Dino de Laurentiis semble toujours avoir préféré les effets spéciaux mécaniques des années 50 aux effets visuels plus modernes, donnant ainsi à ses films de science fiction un côté plus « expressionnisme allemand » que « réaliste ».
Il en ressort d'abord une imagination débridée, fougueuse, surtout colorée, très colorée même, faite de mondes délicieusement invraisemblables, de vaisseaux et de protagonistes kitch à souhait, tous filmés dans l'esprit emphatique et empanaché de la bande dessinée originelle.

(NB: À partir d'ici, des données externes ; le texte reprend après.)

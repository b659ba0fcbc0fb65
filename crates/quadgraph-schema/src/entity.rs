//! Capability traits for application types

use crate::descriptor::EntityDescriptor;
use crate::record::Record;
use quadgraph_core::{NodeRef, Result};

/// Types that can be written as quads
pub trait Encodable {
    /// Field form of the value
    fn to_record(&self) -> Record;
}

/// Types that can be rebuilt from quads
pub trait Decodable: Sized {
    /// Rebuild from field form
    ///
    /// Absent fields are left at their defaults unless the type insists on
    /// them; required fields have already been checked by the mapper.
    fn from_record(record: &Record) -> Result<Self>;
}

/// A record type with a registered shape
pub trait Entity: Encodable + Decodable {
    /// The descriptor for this type
    fn descriptor() -> EntityDescriptor;

    /// Descriptors of the records this type nests, registered alongside it
    fn nested_descriptors() -> Vec<EntityDescriptor> {
        Vec::new()
    }

    /// The subject node, if assigned
    fn id(&self) -> Option<&NodeRef>;

    /// Store the subject node assigned on insert
    fn set_id(&mut self, id: NodeRef);
}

A ce propos, je demeure impressionné par la masse de décors, de costumes, de maquettes - ces dernières fussent-elles parfois trop à l'image de jouets ; n'empêche de des jouets comme ceux là, j'aimerais en avoir un ou deux en collection !
A noter les acteurs, qui pour beaucoup s'en donnent à coeur-joie, des effets sonores uniques (écoutez le bruit des portes qui s'ouvrent et se ferment - il n'en existe pas d'autres comme cela dans l'histoire du cinéma !) et un doublage français engagé à donner le meilleur de lui-même.
Un film que détesteront les matérialistes mais qu'adoreront les amateurs de Jules Verne.